Старый мастер взял юношу за руки чуть ниже плеч, потряс.

— Ну и крепок же мальчонка!

— В отца.

— Да и ростом в него. Не так, чтобы высок, но и не мал. И глаза его, голубые, да и волосы такие же русые.

— Ну, не захваливайте хлопца, — вмешался уста-башия. — Посмотрим, каким он будет на деле, — и, уже обращаясь к юноше, добавил: — Ладно, Васил. Мастером, как отец, ты не стал. Но человеком смелым, честным, род свой болгарский горячо любящим, ты обязан быть. Таким был твой отец. Помни это!

Долго еще сидят в гостеприимном хане искусные гайтанджии. Вспоминают старину, обсуждают дела текущие, с тревогой всматриваются в день завтрашний. Уж очень много грозных предзнаменований вставало на горизонте.

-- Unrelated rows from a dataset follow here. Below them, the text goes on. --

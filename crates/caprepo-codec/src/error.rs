//! Codec error types

use thiserror::Error;

/// Codec error
#[derive(Error, Debug)]
pub enum CodecError {
    /// Malformed document, unexpected element or unreadable literal
    #[error("Decoding error at position {position}: {message}")]
    Decoding { position: u64, message: String },

    /// A value that cannot be rendered so that it reads back unchanged
    #[error("Encoding error: {0}")]
    Encoding(String),

    /// Operation not allowed in the current reader or writer state
    #[error("Invalid codec state: {0}")]
    InvalidState(String),

    /// I/O error from the underlying source or sink
    #[error("I/O error: {0}")]
    Io(#[from] std::io::Error),
}

impl CodecError {
    pub(crate) fn decoding(position: u64, message: impl Into<String>) -> Self {
        CodecError::Decoding {
            position,
            message: message.into(),
        }
    }
}

impl From<quick_xml::Error> for CodecError {
    fn from(err: quick_xml::Error) -> Self {
        CodecError::Encoding(err.to_string())
    }
}

/// Result type for codec operations
pub type Result<T> = std::result::Result<T, CodecError>;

На смену деревянному станку, доступному каждому, неотвратимо шел станок железный, дорогой, высокопроизводительный. То тут, то там закрывались мелкие мастерские, и их хозяева нанимались к богатым владельцам железных станов... Неподалеку, за Средна-горой, в Сливене, уже работала первая ткацкая фабрика. Пойди угонись за ней!

Подозрительна и появившаяся в городах новая мода: носить платье европейского покроя. Гайтан для украшения такой одежды не нужен, да и ткань требуется другая, какую кустарь на своем станке не вырабатывает. Да и эти, всякие энглези и франки, все больше лезут со своими товарами на болгарскую землю.

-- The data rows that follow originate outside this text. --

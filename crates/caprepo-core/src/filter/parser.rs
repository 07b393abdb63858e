//! Filter string parser

use super::types::{Filter, FilterOp};

/// Malformed filter expression
#[derive(Debug, Clone, PartialEq)]
pub struct FilterError {
    pub message: String,
    pub filter: String,
    /// Byte offset of the offending character
    pub position: usize,
}

impl std::fmt::Display for FilterError {
    fn fmt(&self, f: &mut std::fmt::Formatter<'_>) -> std::fmt::Result {
        write!(
            f,
            "Invalid filter '{}' at position {}: {}",
            self.filter, self.position, self.message
        )
    }
}

impl std::error::Error for FilterError {}

/// Recursive descent parser for filter expressions
pub struct FilterParser<'a> {
    text: &'a str,
    chars: Vec<(usize, char)>,
    cursor: usize,
}

impl<'a> FilterParser<'a> {
    /// Parse a complete filter expression
    pub fn parse(text: &'a str) -> Result<Filter, FilterError> {
        let mut parser = FilterParser {
            text,
            chars: text.char_indices().collect(),
            cursor: 0,
        };

        parser.skip_whitespace();
        let filter = parser.parse_filter()?;
        parser.skip_whitespace();
        if parser.peek().is_some() {
            return Err(parser.error("Unexpected characters after filter"));
        }
        Ok(filter)
    }

    fn parse_filter(&mut self) -> Result<Filter, FilterError> {
        self.expect('(')?;
        self.skip_whitespace();

        let filter = match self.peek() {
            Some('&') => {
                self.advance();
                Filter::And(self.parse_filter_list()?)
            }
            Some('|') => {
                self.advance();
                Filter::Or(self.parse_filter_list()?)
            }
            Some('!') => {
                self.advance();
                self.skip_whitespace();
                Filter::Not(Box::new(self.parse_filter()?))
            }
            Some(_) => self.parse_item()?,
            None => return Err(self.error("Unexpected end of filter")),
        };

        self.skip_whitespace();
        self.expect(')')?;
        Ok(filter)
    }

    fn parse_filter_list(&mut self) -> Result<Vec<Filter>, FilterError> {
        let mut items = Vec::new();
        self.skip_whitespace();
        while self.peek() == Some('(') {
            items.push(self.parse_filter()?);
            self.skip_whitespace();
        }
        if items.is_empty() {
            return Err(self.error("Missing filter list"));
        }
        Ok(items)
    }

    fn parse_item(&mut self) -> Result<Filter, FilterError> {
        let attribute = self.parse_attribute()?;

        let op = match (self.peek(), self.peek_at(1)) {
            (Some('='), _) => {
                self.advance();
                FilterOp::Equal
            }
            (Some('~'), Some('=')) => {
                self.cursor += 2;
                FilterOp::Approx
            }
            (Some('>'), Some('=')) => {
                self.cursor += 2;
                FilterOp::GreaterEq
            }
            (Some('<'), Some('=')) => {
                self.cursor += 2;
                FilterOp::LessEq
            }
            _ => return Err(self.error("Invalid operator")),
        };

        let parts = self.parse_value()?;

        // an empty value is only meaningful as equality with ""
        if op != FilterOp::Equal && matches!(parts.as_slice(), [only] if only.is_empty()) {
            return Err(self.error("Missing value"));
        }

        if op == FilterOp::Equal && parts.len() > 1 {
            if parts.iter().all(String::is_empty) && parts.len() == 2 {
                return Ok(Filter::Present { attribute });
            }
            return Ok(Filter::Substring { attribute, parts });
        }

        // '*' is only a wildcard for equality
        Ok(Filter::Compare {
            attribute,
            op,
            value: parts.join("*"),
        })
    }

    fn parse_attribute(&mut self) -> Result<String, FilterError> {
        let start = self.cursor;
        while let Some(c) = self.peek() {
            if matches!(c, '=' | '~' | '<' | '>' | '(' | ')') {
                break;
            }
            self.advance();
        }
        let attribute: String = self.chars[start..self.cursor].iter().map(|(_, c)| c).collect();
        let attribute = attribute.trim().to_string();
        if attribute.is_empty() {
            return Err(self.error("Missing attribute name"));
        }
        Ok(attribute)
    }

    /// Read a value up to the closing parenthesis, split on unescaped `*`
    fn parse_value(&mut self) -> Result<Vec<String>, FilterError> {
        let mut parts = Vec::new();
        let mut current = String::new();

        loop {
            match self.peek() {
                None => return Err(self.error("Unexpected end of filter")),
                Some(')') => break,
                Some('(') => return Err(self.error("Unescaped '(' in value")),
                Some('\\') => {
                    self.advance();
                    match self.peek() {
                        Some(c) => {
                            current.push(c);
                            self.advance();
                        }
                        None => return Err(self.error("Unterminated escape sequence")),
                    }
                }
                Some('*') => {
                    parts.push(std::mem::take(&mut current));
                    self.advance();
                }
                Some(c) => {
                    current.push(c);
                    self.advance();
                }
            }
        }

        parts.push(current);
        Ok(parts)
    }

    fn expect(&mut self, expected: char) -> Result<(), FilterError> {
        match self.peek() {
            Some(c) if c == expected => {
                self.advance();
                Ok(())
            }
            Some(c) => Err(self.error(&format!("Expected '{}' but found '{}'", expected, c))),
            None => Err(self.error(&format!("Expected '{}' but found end of filter", expected))),
        }
    }

    fn skip_whitespace(&mut self) {
        while matches!(self.peek(), Some(c) if c.is_whitespace()) {
            self.advance();
        }
    }

    fn peek(&self) -> Option<char> {
        self.peek_at(0)
    }

    fn peek_at(&self, offset: usize) -> Option<char> {
        self.chars.get(self.cursor + offset).map(|(_, c)| *c)
    }

    fn advance(&mut self) {
        self.cursor += 1;
    }

    fn error(&self, message: &str) -> FilterError {
        let position = self
            .chars
            .get(self.cursor)
            .map(|(pos, _)| *pos)
            .unwrap_or(self.text.len());
        FilterError {
            message: message.to_string(),
            filter: self.text.to_string(),
            position,
        }
    }
}

#[cfg(test)]
mod tests {
    use super::*;

    #[test]
    fn test_parse_simple_equal() {
        let filter = FilterParser::parse("(a=x)").unwrap();
        assert_eq!(filter, Filter::compare("a", FilterOp::Equal, "x"));
    }

    #[test]
    fn test_parse_operators() {
        assert_eq!(
            FilterParser::parse("(v>=1.0)").unwrap(),
            Filter::compare("v", FilterOp::GreaterEq, "1.0")
        );
        assert_eq!(
            FilterParser::parse("(v<=1.0)").unwrap(),
            Filter::compare("v", FilterOp::LessEq, "1.0")
        );
        assert_eq!(
            FilterParser::parse("(n~=Foo Bar)").unwrap(),
            Filter::compare("n", FilterOp::Approx, "Foo Bar")
        );
    }

    #[test]
    fn test_parse_composite() {
        let filter = FilterParser::parse("(&(a=x)(|(b=y)(!(c=z))))").unwrap();
        assert_eq!(
            filter,
            Filter::And(vec![
                Filter::compare("a", FilterOp::Equal, "x"),
                Filter::Or(vec![
                    Filter::compare("b", FilterOp::Equal, "y"),
                    Filter::Not(Box::new(Filter::compare("c", FilterOp::Equal, "z"))),
                ]),
            ])
        );
    }

    #[test]
    fn test_parse_whitespace_between_items() {
        let filter = FilterParser::parse("  ( & (a=x) (b=y) )  ").unwrap();
        assert!(matches!(filter, Filter::And(ref items) if items.len() == 2));
    }

    #[test]
    fn test_parse_presence_and_substring() {
        assert_eq!(
            FilterParser::parse("(url=*)").unwrap(),
            Filter::Present {
                attribute: "url".to_string()
            }
        );
        assert_eq!(
            FilterParser::parse("(name=org.*.core*)").unwrap(),
            Filter::Substring {
                attribute: "name".to_string(),
                parts: vec!["org.".to_string(), ".core".to_string(), String::new()],
            }
        );
    }

    #[test]
    fn test_parse_empty_equality() {
        let filter = FilterParser::parse("(a=)").unwrap();
        assert_eq!(filter, Filter::compare("a", FilterOp::Equal, ""));
        assert_eq!(filter.to_string(), "(a=)");
    }

    #[test]
    fn test_parse_escapes() {
        let filter = FilterParser::parse(r"(name=a\(b\)\*c)").unwrap();
        assert_eq!(filter, Filter::compare("name", FilterOp::Equal, "a(b)*c"));
    }

    #[test]
    fn test_display_round_trip() {
        let text = r"(&(name=a\(b\))(url=*)(x=pre*post)(!(v>=2.0.0)))";
        let filter = FilterParser::parse(text).unwrap();
        assert_eq!(filter.to_string(), text);
    }

    #[test]
    fn test_parse_errors() {
        for bad in [
            "", "a=x", "(a=x", "(=x)", "(a>x)", "(&)", "(a>=)", "(a~=)", "(a=x))", "(a=x\\",
        ] {
            assert!(FilterParser::parse(bad).is_err(), "expected error for {:?}", bad);
        }
    }

    #[test]
    fn test_error_position() {
        let err = FilterParser::parse("(a>x)").unwrap_err();
        assert_eq!(err.position, 2);
        assert!(err.to_string().contains("Invalid operator"));
    }
}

Что-то будет? Что-то будет?

Невеселые думы обуревают мастеров.

Молодежь они отпустили, и она веселой гурьбой отправилась за город.

Шли вдоль Стара-реки. Неширокая и неглубокая, обыкновенная горная речка, каких много в Болгарии, она питала энергией промышленность города. Почти на всем ее протяжении — от Карлова до пролома в Балканах — на ее берегах расположились чарки, тепавицы, дараки, мельницы, кузницы.

Практичный и предприимчивый болгарин давно научился пользоваться быстротечными водами бегущих с гор рек.

Вначале это был хлеб насущный. Ставил крестьянин на реке долап — огромное деревянное колесо с лопастями, подводил по желобу к нему воду реки. Шумно падала вода на лопасти долапа, а тот, тяжело вертясь и отчаянно скрежеща, крутил жернова.

Позже к долапу стали делать приспособления, с их помощью ковали железо, резали бревна, вытачивали чашки, ложки и прочую кухонную утварь.

А потом пошло и пошло. С появлением огнестрельного оружия у реки выросли динки. Мололи они «черное просо» — порох. С ростом промышленности у реки ставили чарки, на которых вязали гайтан, тепавицы, где валяли сукно, даракчийницы, где чесали шерсть.

И все это стучало, грохотало, скрежетало. Оглушающий, резкий шум стоял над всей округой.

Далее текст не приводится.